程威威，王 霞，张忠飞，刘国琴，陈 峰，郑家荣,*

（1.深圳大学高等研究院，深圳食品产业创新发展研究院，深圳市海洋微生物组工程重点实验室，广东 深圳 518060；2.华南理工大学食品科学与工程学院，广东 广州 510640）

晚期糖基化终末产物（advanced glycation end products，AGEs）是食品加工过程中伴生化学危害物，主要是还原糖与蛋白质的自由氨基或与游离氨基酸经美拉德反应等途径形成的一系列稳定聚合产物的总称，其中羧甲基赖氨酸（Nε-carboxymethyllysine，CML）和羧乙基赖氨酸（Nε-carboxyethyllysine，CEL）是2 个典型的AGEs，其含量常被用作食品中AGEs生成的指标[1-6]。食源性AGEs能够进入人体血液循环，与人体内氧化应激和炎症的发生密切相关，这也是导致一系列慢性疾病发生及加重的关键因素，包括糖尿病并发症、神经退行性疾病和心血管疾病等[7-10]。因此，近年来针对食品中AGEs的研究越来越受到关注和重视。

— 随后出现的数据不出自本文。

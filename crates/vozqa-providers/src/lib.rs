//! Answer generation providers.
//!
//! Each provider implements [`AnswerGenerator`]: text in, reply text out.
//! Transient failures are retried according to a [`RetryPolicy`].

use std::future::Future;
use std::time::Duration;

use async_trait::async_trait;
use tracing::warn;

use vozqa_core::config::GenerationConfig;
use vozqa_core::error::GenerationError;

pub mod google;

pub use google::GeminiGenerator;

/// The answer generator seam used by the pipeline.
#[async_trait]
pub trait AnswerGenerator: Send + Sync {
    /// Provider identifier (e.g. "google").
    fn id(&self) -> &str;

    /// Generate a reply for `prompt`.
    async fn generate(&self, prompt: &str) -> Result<String, GenerationError>;
}

/// Bounded retries with exponential backoff.
#[derive(Debug, Clone, Copy, PartialEq, Eq)]
pub struct RetryPolicy {
    pub max_retries: u32,
    pub initial_backoff: Duration,
}

impl Default for RetryPolicy {
    fn default() -> Self {
        Self::from_config(&GenerationConfig::default())
    }
}

impl RetryPolicy {
    pub fn from_config(config: &GenerationConfig) -> Self {
        Self {
            max_retries: config.max_retries,
            initial_backoff: Duration::from_millis(config.initial_backoff_ms),
        }
    }

    /// Delay before retry number `retry` (1-based).
    pub fn backoff_for(&self, retry: u32) -> Duration {
        let factor = 2u32.saturating_pow(retry.saturating_sub(1));
        self.initial_backoff.saturating_mul(factor)
    }

    /// Run `op` until it succeeds, fails with a non-retryable error, or the
    /// retry budget is spent. `op` receives the 1-based attempt number.
    pub async fn run<T, F, Fut>(&self, label: &str, mut op: F) -> Result<T, GenerationError>
    where
        F: FnMut(u32) -> Fut,
        Fut: Future<Output = Result<T, GenerationError>>,
    {
        let mut attempt = 1;
        loop {
            match op(attempt).await {
                Ok(value) => return Ok(value),
                Err(e) if e.is_retryable() && attempt <= self.max_retries => {
                    let delay = self.backoff_for(attempt);
                    warn!(
                        provider = label,
                        attempt,
                        max_retries = self.max_retries,
                        ?delay,
                        %e,
                        "Generation request failed, retrying"
                    );
                    tokio::time::sleep(delay).await;
                    attempt += 1;
                }
                Err(e) => return Err(e),
            }
        }
    }
}
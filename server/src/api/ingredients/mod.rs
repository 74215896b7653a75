pub mod get;
pub mod list;

use crate::AppState;
use axum::routing::get;
use axum::Router;
use utoipa::OpenApi;

/// Returns the router for /api/ingredients endpoints (mounted at /api/ingredients)
pub fn router() -> Router<AppState> {
    Router::new()
        .route("/", get(list::list_ingredients))
        .route("/{id}", get(get::get_ingredient))
}

#[derive(OpenApi)]
#[openapi(paths(list::list_ingredients, get::get_ingredient))]
pub struct ApiDoc;
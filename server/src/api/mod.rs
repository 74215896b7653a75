pub mod auth;
pub mod error;
pub mod ingredients;
pub mod pagination;
pub mod photos;
pub mod projections;
pub mod recipes;
pub mod tags;
pub mod users;

pub use error::ApiError;

use serde::Serialize;
use utoipa::openapi::security::{ApiKey, ApiKeyValue, SecurityScheme};
use utoipa::{OpenApi, ToSchema};

use crate::models::{Ingredient, Tag};

/// Shared error response used by all endpoints
#[derive(Debug, Clone, Serialize, ToSchema)]
pub struct ErrorResponse {
    pub error: String,
    /// Request field the error refers to, when there is one
    #[serde(skip_serializing_if = "Option::is_none")]
    pub field: Option<String>,
}

/// Generate the complete OpenAPI spec by merging all module specs
pub fn openapi() -> utoipa::openapi::OpenApi {
    // Base spec with shared components and security
    #[derive(OpenApi)]
    #[openapi(
        info(title = "larder", description = "Recipe sharing API"),
        components(schemas(ErrorResponse, Ingredient, Tag))
    )]
    struct BaseApi;

    let mut spec = BaseApi::openapi();

    // Clients send `Authorization: Token <key>`
    if let Some(components) = spec.components.as_mut() {
        components.add_security_scheme(
            "token_auth",
            SecurityScheme::ApiKey(ApiKey::Header(ApiKeyValue::with_description(
                "Authorization",
                "Token <key> as returned by /api/auth/token/login",
            ))),
        );
    }

    // Merge in each module's spec
    let modules: Vec<utoipa::openapi::OpenApi> = vec![
        auth::ApiDoc::openapi(),
        users::ApiDoc::openapi(),
        tags::ApiDoc::openapi(),
        ingredients::ApiDoc::openapi(),
        recipes::ApiDoc::openapi(),
        photos::ApiDoc::openapi(),
    ];

    for module_spec in modules {
        // Merge paths
        spec.paths.paths.extend(module_spec.paths.paths);

        // Merge components (schemas)
        if let Some(module_components) = module_spec.components {
            if let Some(spec_components) = spec.components.as_mut() {
                spec_components.schemas.extend(module_components.schemas);
            }
        }
    }

    spec
}

#[cfg(test)]
mod tests {
    use super::*;

    #[test]
    fn test_openapi_contains_every_module() {
        let spec = openapi();
        for path in [
            "/api/auth/token/login",
            "/api/users",
            "/api/users/{id}/subscribe",
            "/api/tags",
            "/api/ingredients",
            "/api/recipes",
            "/api/recipes/{id}/favorite",
            "/api/recipes/{id}/shopping_cart",
            "/api/recipes/download_shopping_cart",
            "/api/photos/{id}",
        ] {
            assert!(spec.paths.paths.contains_key(path), "missing {}", path);
        }
    }

    #[test]
    fn test_error_response_omits_missing_field() {
        let json = serde_json::to_value(ErrorResponse {
            error: "nope".to_string(),
            field: None,
        })
        .unwrap();
        assert_eq!(json, serde_json::json!({"error": "nope"}));
    }
}
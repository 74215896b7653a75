use crate::api::{ApiError, ErrorResponse};
use crate::db::DbPool;
use crate::models::Tag;
use crate::schema::tags;
use axum::{
    extract::{Path, State},
    http::StatusCode,
    response::IntoResponse,
    Json,
};
use diesel::prelude::*;
use std::sync::Arc;
use uuid::Uuid;

#[utoipa::path(
    get,
    path = "/api/tags/{id}",
    tag = "tags",
    params(
        ("id" = Uuid, Path, description = "Tag ID")
    ),
    responses(
        (status = 200, description = "Tag", body = Tag),
        (status = 404, description = "Tag not found", body = ErrorResponse)
    )
)]
pub async fn get_tag(
    State(pool): State<Arc<DbPool>>,
    Path(id): Path<Uuid>,
) -> Result<impl IntoResponse, ApiError> {
    let mut conn = pool.get()?;

    let tag: Tag = tags::table
        .find(id)
        .select(Tag::as_select())
        .first(&mut conn)
        .optional()?
        .ok_or_else(|| ApiError::not_found("Tag not found"))?;

    Ok((StatusCode::OK, Json(tag)))
}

富含碳水化合物、脂肪和蛋白质的食品在热加工过程中容易产生AGEs，如烘焙食品和煎炸食品[11-14]，是膳食中公认的AGEs的重要来源[15]。近年来，研究者发现婴儿食品如配方奶粉中也存在一定量的AGEs[16-18]。目前，我国尚未制定食品中AGEs检测方法的国家标准，也无食品中AGEs的限量标准。原因可能是食品基质组分复杂，且差异较大，导致存在不同的基质效应，难以建立统一有效的前处理和定量方法，这不利于不同类型食品中AGEs的含量比较。

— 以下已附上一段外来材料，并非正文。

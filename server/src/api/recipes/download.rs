use crate::api::{ApiError, ErrorResponse};
use crate::auth::AuthUser;
use crate::db::DbPool;
use crate::schema::{ingredients, recipe_ingredients, shopping_cart_items};
use axum::{
    extract::State,
    http::{header, StatusCode},
    response::IntoResponse,
};
use diesel::dsl::sum;
use diesel::prelude::*;
use larder_core::{render_shopping_list, ShoppingListLine};
use std::sync::Arc;
use uuid::Uuid;

pub const SHOPPING_LIST_FILENAME: &str = "shopping_list.txt";

/// Sum ingredient amounts across every recipe in the user's cart, one line
/// per (name, unit) pair, ordered by name.
pub fn aggregate_shopping_list(
    conn: &mut PgConnection,
    user_id: Uuid,
) -> QueryResult<Vec<ShoppingListLine>> {
    let rows: Vec<(String, String, Option<i64>)> = recipe_ingredients::table
        .inner_join(ingredients::table)
        .inner_join(
            shopping_cart_items::table
                .on(shopping_cart_items::recipe_id.eq(recipe_ingredients::recipe_id)),
        )
        .filter(shopping_cart_items::user_id.eq(user_id))
        .group_by((ingredients::name, ingredients::measurement_unit))
        .select((
            ingredients::name,
            ingredients::measurement_unit,
            sum(recipe_ingredients::amount),
        ))
        .order((ingredients::name.asc(), ingredients::measurement_unit.asc()))
        .load(conn)?;

    Ok(rows
        .into_iter()
        .map(|(name, measurement_unit, total)| ShoppingListLine {
            name,
            measurement_unit,
            total: total.unwrap_or(0),
        })
        .collect())
}

#[utoipa::path(
    get,
    path = "/api/recipes/download_shopping_cart",
    tag = "recipes",
    responses(
        (status = 200, description = "Aggregated shopping list", content_type = "text/plain"),
        (status = 401, description = "Unauthorized", body = ErrorResponse)
    ),
    security(("token_auth" = []))
)]
pub async fn download_shopping_cart(
    AuthUser(user): AuthUser,
    State(pool): State<Arc<DbPool>>,
) -> Result<impl IntoResponse, ApiError> {
    let mut conn = pool.get()?;

    let lines = aggregate_shopping_list(&mut conn, user.id)?;
    tracing::info!(user_id = %user.id, lines = lines.len(), "shopping list exported");

    Ok((
        StatusCode::OK,
        [
            (header::CONTENT_TYPE, "text/plain; charset=utf-8".to_string()),
            (
                header::CONTENT_DISPOSITION,
                format!("attachment; filename=\"{}\"", SHOPPING_LIST_FILENAME),
            ),
        ],
        render_shopping_list(&lines),
    ))
}
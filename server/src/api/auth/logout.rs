use crate::api::{ApiError, ErrorResponse};
use crate::auth::{delete_session, parse_authorization, AuthUser};
use crate::db::DbPool;
use axum::{
    extract::State,
    http::{header, HeaderMap, StatusCode},
};
use std::sync::Arc;

#[utoipa::path(
    post,
    path = "/api/auth/token/logout",
    tag = "auth",
    responses(
        (status = 204, description = "Session ended"),
        (status = 401, description = "Unauthorized", body = ErrorResponse)
    ),
    security(("token_auth" = []))
)]
pub async fn logout(
    AuthUser(user): AuthUser,
    State(pool): State<Arc<DbPool>>,
    headers: HeaderMap,
) -> Result<StatusCode, ApiError> {
    // AuthUser already validated the header
    let token = headers
        .get(header::AUTHORIZATION)
        .and_then(|h| h.to_str().ok())
        .and_then(|h| parse_authorization(h).ok())
        .ok_or_else(|| ApiError::Unauthorized("Invalid Authorization header".to_string()))?;

    let mut conn = pool.get()?;
    delete_session(&mut conn, user.id, token)?;

    Ok(StatusCode::NO_CONTENT)
}
use crate::api::pagination::{count_over, page_links, resolve_page};
use crate::api::projections::RecipeShortResponse;
use crate::api::{ApiError, ErrorResponse};
use crate::auth::AuthUser;
use crate::config::Config;
use crate::db::DbPool;
use crate::models::{Recipe, User};
use crate::schema::{follows, recipes, users};
use axum::{
    extract::{OriginalUri, Query, State},
    http::StatusCode,
    response::IntoResponse,
    Json,
};
use diesel::prelude::*;
use serde::{Deserialize, Serialize};
use std::sync::Arc;
use utoipa::{IntoParams, ToSchema};
use uuid::Uuid;

#[derive(Debug, Deserialize, IntoParams)]
pub struct SubscriptionParams {
    /// 1-based page number (default: 1)
    pub page: Option<i64>,
    /// Page size
    pub limit: Option<i64>,
    /// Maximum number of recipes shown per author (default from server configuration)
    pub recipes_limit: Option<i64>,
}

/// A followed author with a preview of their recipes.
#[derive(Debug, Clone, Serialize, ToSchema)]
pub struct SubscriptionResponse {
    pub id: Uuid,
    pub email: String,
    pub username: String,
    pub first_name: String,
    pub last_name: String,
    pub is_subscribed: bool,
    /// Newest recipes first, capped by `recipes_limit`
    pub recipes: Vec<RecipeShortResponse>,
    /// Total number of recipes by this author
    pub recipes_count: i64,
}

#[derive(Debug, Clone, Serialize, ToSchema)]
pub struct SubscriptionListResponse {
    pub count: i64,
    pub next: Option<String>,
    pub previous: Option<String>,
    pub results: Vec<SubscriptionResponse>,
}

pub fn resolve_recipes_limit(requested: Option<i64>, config: &Config) -> Result<i64, ApiError> {
    match requested {
        Some(limit) if limit < 0 => Err(ApiError::validation(
            "recipes_limit",
            "recipes_limit must not be negative",
        )),
        Some(limit) => Ok(limit),
        None => Ok(config.recipes_limit_default),
    }
}

/// Build the followed-author projection. Only called for authors the viewer
/// follows, so `is_subscribed` is always true.
pub fn subscription_response(
    conn: &mut PgConnection,
    author: User,
    recipes_limit: i64,
) -> QueryResult<SubscriptionResponse> {
    let recipes_count: i64 = recipes::table
        .filter(recipes::author_id.eq(author.id))
        .count()
        .get_result(conn)?;

    let recipes: Vec<Recipe> = recipes::table
        .filter(recipes::author_id.eq(author.id))
        .order((recipes::created_at.desc(), recipes::id.desc()))
        .limit(recipes_limit)
        .select(Recipe::as_select())
        .load(conn)?;

    Ok(SubscriptionResponse {
        id: author.id,
        email: author.email,
        username: author.username,
        first_name: author.first_name,
        last_name: author.last_name,
        is_subscribed: true,
        recipes: recipes.into_iter().map(RecipeShortResponse::from).collect(),
        recipes_count,
    })
}

#[utoipa::path(
    get,
    path = "/api/users/subscriptions",
    tag = "users",
    params(SubscriptionParams),
    responses(
        (status = 200, description = "Authors the user follows", body = SubscriptionListResponse),
        (status = 400, description = "Invalid parameters", body = ErrorResponse),
        (status = 401, description = "Unauthorized", body = ErrorResponse),
        (status = 404, description = "Page out of range", body = ErrorResponse)
    ),
    security(("token_auth" = []))
)]
pub async fn list_subscriptions(
    AuthUser(user): AuthUser,
    State(pool): State<Arc<DbPool>>,
    State(config): State<Arc<Config>>,
    OriginalUri(uri): OriginalUri,
    Query(params): Query<SubscriptionParams>,
) -> Result<impl IntoResponse, ApiError> {
    let page = resolve_page(params.page, params.limit, &config)?;
    let recipes_limit = resolve_recipes_limit(params.recipes_limit, &config)?;

    let mut conn = pool.get()?;

    let rows: Vec<(User, i64)> = users::table
        .inner_join(follows::table.on(follows::author_id.eq(users::id)))
        .filter(follows::user_id.eq(user.id))
        .order((users::username.asc(), users::id.asc()))
        .select((User::as_select(), count_over()))
        .limit(page.limit)
        .offset(page.offset())
        .load(&mut conn)?;

    let count = rows.first().map(|(_, total)| *total).unwrap_or(0);
    let links = page_links(&uri, &page, count)?;

    let results = rows
        .into_iter()
        .map(|(author, _)| subscription_response(&mut conn, author, recipes_limit))
        .collect::<QueryResult<Vec<_>>>()?;

    Ok((
        StatusCode::OK,
        Json(SubscriptionListResponse {
            count,
            next: links.next,
            previous: links.previous,
            results,
        }),
    ))
}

建立不同食品中高效、准确、低成本的AGEs检测以及鉴定的通用方法，是工业抑制食品生产加工中AGEs生成的重要基础。目前，已报道的食品中CML和CEL同步检测方法主要有酶联免疫吸附（enzyme-linked immunosorbent assay，ELISA）法、高效液相色谱（high performance liquid chromatography，HPLC）法、气相色谱-质谱（gas chromatography-mass spectrometry，GCMS）法和高效液相色谱-质谱（high performance liquid chromatography-mass spectrometry，HPLC-MS）法[19-24]。ELISA法需要特定的抗体，并且样品的基质效应对方法灵敏度的影响很大，故可能导致较大的误差。HPLC和GC-MS法通常需要柱前衍生化，可操作性差且检测灵敏度较低。HPLC-MS法具有操作简单，可重复性和稳定性高的优点，故通常用于测定CML和CEL含量。

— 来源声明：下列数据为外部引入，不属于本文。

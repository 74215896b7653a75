pub mod create;
pub mod get;
pub mod list;
pub mod me;
pub mod set_password;
pub mod subscribe;
pub mod subscriptions;

use crate::AppState;
use axum::routing::{get, post};
use axum::Router;
use utoipa::OpenApi;

/// Returns the router for /api/users endpoints (mounted at /api/users)
pub fn router() -> Router<AppState> {
    Router::new()
        .route("/", get(list::list_users).post(create::create_user))
        .route("/me", get(me::me))
        .route("/set_password", post(set_password::set_password))
        .route("/subscriptions", get(subscriptions::list_subscriptions))
        .route("/{id}", get(get::get_user))
        .route(
            "/{id}/subscribe",
            post(subscribe::subscribe).delete(subscribe::unsubscribe),
        )
}

#[derive(OpenApi)]
#[openapi(
    paths(
        create::create_user,
        list::list_users,
        get::get_user,
        me::me,
        set_password::set_password,
        subscriptions::list_subscriptions,
        subscribe::subscribe,
        subscribe::unsubscribe,
    ),
    components(schemas(
        create::CreateUserRequest,
        create::CreateUserResponse,
        list::UserListResponse,
        set_password::SetPasswordRequest,
        subscriptions::SubscriptionResponse,
        subscriptions::SubscriptionListResponse,
        crate::api::projections::UserResponse,
        crate::api::projections::RecipeShortResponse,
    ))
)]
pub struct ApiDoc;
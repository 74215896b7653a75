use crate::api::{ApiError, ErrorResponse};
use crate::db::DbPool;
use crate::models::Ingredient;
use crate::schema::ingredients;
use axum::{
    extract::{Path, State},
    http::StatusCode,
    response::IntoResponse,
    Json,
};
use diesel::prelude::*;
use std::sync::Arc;
use uuid::Uuid;

#[utoipa::path(
    get,
    path = "/api/ingredients/{id}",
    tag = "ingredients",
    params(
        ("id" = Uuid, Path, description = "Ingredient ID")
    ),
    responses(
        (status = 200, description = "Ingredient", body = Ingredient),
        (status = 404, description = "Ingredient not found", body = ErrorResponse)
    )
)]
pub async fn get_ingredient(
    State(pool): State<Arc<DbPool>>,
    Path(id): Path<Uuid>,
) -> Result<impl IntoResponse, ApiError> {
    let mut conn = pool.get()?;

    let ingredient: Ingredient = ingredients::table
        .find(id)
        .select(Ingredient::as_select())
        .first(&mut conn)
        .optional()?
        .ok_or_else(|| ApiError::not_found("Ingredient not found"))?;

    Ok((StatusCode::OK, Json(ingredient)))
}
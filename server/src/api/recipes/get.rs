use super::details::{load_recipe_response, RecipeResponse};
use crate::api::{ApiError, ErrorResponse};
use crate::auth::MaybeUser;
use crate::db::DbPool;
use crate::models::Recipe;
use crate::schema::recipes;
use axum::{
    extract::{Path, State},
    http::StatusCode,
    response::IntoResponse,
    Json,
};
use diesel::prelude::*;
use std::sync::Arc;
use uuid::Uuid;

/// Load a recipe or fail with 404.
pub fn find_recipe(conn: &mut PgConnection, id: Uuid) -> Result<Recipe, ApiError> {
    recipes::table
        .find(id)
        .select(Recipe::as_select())
        .first(conn)
        .optional()?
        .ok_or_else(|| ApiError::not_found("Recipe not found"))
}

#[utoipa::path(
    get,
    path = "/api/recipes/{id}",
    tag = "recipes",
    params(
        ("id" = Uuid, Path, description = "Recipe ID")
    ),
    responses(
        (status = 200, description = "Recipe details", body = RecipeResponse),
        (status = 401, description = "Invalid token", body = ErrorResponse),
        (status = 404, description = "Recipe not found", body = ErrorResponse)
    )
)]
pub async fn get_recipe(
    MaybeUser(viewer): MaybeUser,
    State(pool): State<Arc<DbPool>>,
    Path(id): Path<Uuid>,
) -> Result<impl IntoResponse, ApiError> {
    let mut conn = pool.get()?;

    let recipe = find_recipe(&mut conn, id)?;
    let response = load_recipe_response(&mut conn, viewer.map(|v| v.id), recipe)?;

    Ok((StatusCode::OK, Json(response)))
}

超高效液相色谱（ultra-high performance liquid chromatography，UPLC）技术是在HPLC基础上，涵盖了小颗粒填料、非常低系统体积（死体积）及快速检测手段等全新技术，增加了分析的通量、灵敏度及色谱峰容量，故分离度更好，检测速度快，消耗溶剂少。三重四极杆质谱在保留四极杆质谱原有定量能力强的特点上，提供了串级功能，加强了质谱的定性能力，信噪比更优。目前超高效液相色谱-三重四极杆串联质谱（ultrahigh performance liquid chromatography-triple quadrupoletandem mass spectrometry，UPLC-QqQ-MS/MS）技术已应用于食品中组分和外源物含量分析[25-27]，但其对食品中CML和CEL的检测鲜有报道。因此，本研究旨在基于UPLC-QqQ-MS/MS技术，建立适用于不同热加工食品中CML和CEL含量同步检测的通用方法，并进行方法学评价，为食品中CML和CEL测定方法的国家标准制定提供数据基础和方法参考。

1 材料与方法

1.1 材料与试剂

白莲蓉月饼、鸡仔饼、曲奇、杏仁饼、老婆饼、面包、婴儿饼干、婴儿肉松、婴儿米饼、方便面、油条均购自深圳市内各大型超市，鸡米花、薯条购自某快餐连锁品牌店。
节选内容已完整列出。